On the controversy surrounding his comments, Whang said “I think it is possible to specially grant college admission to any number of (star athletes). But on whether the athletes receive a proper education while going to college, on whether colleges have a real interest in educating these students, right now they do not” and “they are only a means to gain publicity and the students grow up really as sports machines completely swayed by sports. And when that student graduates from college is he or she really a person at the intellectual level of a person who graduated from a 4-year university? And later when [that person] does a masters or doctorate program and even becomes a professor in that field, we already saw through athlete Dae Sung Moon's case how the dissertation is not written but copied from other sources” and “we discussed this issue from the perspective of psychological reasoning, from the side of let's think about this aspect, but if [Yuna Kim] thought of this as talking about her and sues then who in Korea would raise questions about a problem or issue that makes us frustrated?” Whang expressed his frustrations for having been weirdly attacked for trying to raise an educational issue. He did not back down from his opinion saying, “I just called it as I saw it,” but apologized for the discomfort Yuna Kim may have felt being taken as an example and stepped down from the radio program “Mi Hwa Kim's Everybody.”

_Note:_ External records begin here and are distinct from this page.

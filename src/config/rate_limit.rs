//! Caller-side rate limiter configuration

use serde::{Deserialize, Serialize};

/// How caller rate-limit keys are derived from a request
#[derive(Debug, Clone, Copy, Default, Serialize, Deserialize, PartialEq, Eq)]
#[serde(rename_all = "snake_case")]
pub enum KeyStrategy {
    /// One budget per API key
    #[default]
    ApiKey,
    /// One budget per end user
    User,
    /// One budget per requested model
    Model,
    /// One budget per (API key, model) pair
    ApiKeyModel,
}

/// Distributed rate limiter configuration
#[derive(Debug, Clone, Serialize, Deserialize)]
pub struct RateLimiterConfig {
    /// Whether the caller rate limiter runs at all
    #[serde(default)]
    pub enabled: bool,
    /// Requests per window per key (0 disables)
    #[serde(default)]
    pub rpm_limit: u64,
    /// Tokens per window per key (0 disables)
    #[serde(default)]
    pub tpm_limit: u64,
    /// Window length in seconds
    #[serde(default = "default_window_secs")]
    pub window_secs: u64,
    /// Key derivation strategy
    #[serde(default)]
    pub key_strategy: KeyStrategy,
    /// Admit requests when the backing store is unreachable
    #[serde(default = "default_true")]
    pub fail_open: bool,
}

impl Default for RateLimiterConfig {
    fn default() -> Self {
        Self {
            enabled: false,
            rpm_limit: 0,
            tpm_limit: 0,
            window_secs: default_window_secs(),
            key_strategy: KeyStrategy::default(),
            fail_open: true,
        }
    }
}

fn default_window_secs() -> u64 {
    60
}

fn default_true() -> bool {
    true
}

== Life after dismissal ==
At the end of 2016, the occurrence of "Geun Hye Park–Soon Sil Choi Gate" shed new light on Sang Min Whang's dismissal from Yonsei University in the press and in politics. He also took this time to reset his own values, which can be known from his words in the following: "If I could do what was enjoyable to me then I was not going to be concerned with anything else and tried hard to be indifferent and lived thinking "a professor's duty is only to do research." I tried to live detached from the power struggle as an aloof scholar who would occasionally observe it from afar and provide advice. But in Korea, after knowing the truth that I cannot do the work I enjoy and do well at all outside of its influence... I realized the truth that I was terminated because my desire to stay as an aloof scholar was not as clear compared to those who tried to gain power who had very clear desires and was thorough in their pursuit of it. So I thought I should no longer stay as an observer... The people were also deceived by Lee-Myung-Park-Geun-Hye because they did not face what they want and did not make it clear enough." After diagnosing the Korean peoples' mind as being in "a state of slavery" in relation to the "Geun Hye Park–Soon Sil Choi Gate," Whang spoke out more proactively and clearly on his opinions in politics in the press and on his podcast after his dismissal, and is leading "the Korean Peoples' Psychological Independence Movement" with the public through the podcast Whangshimso.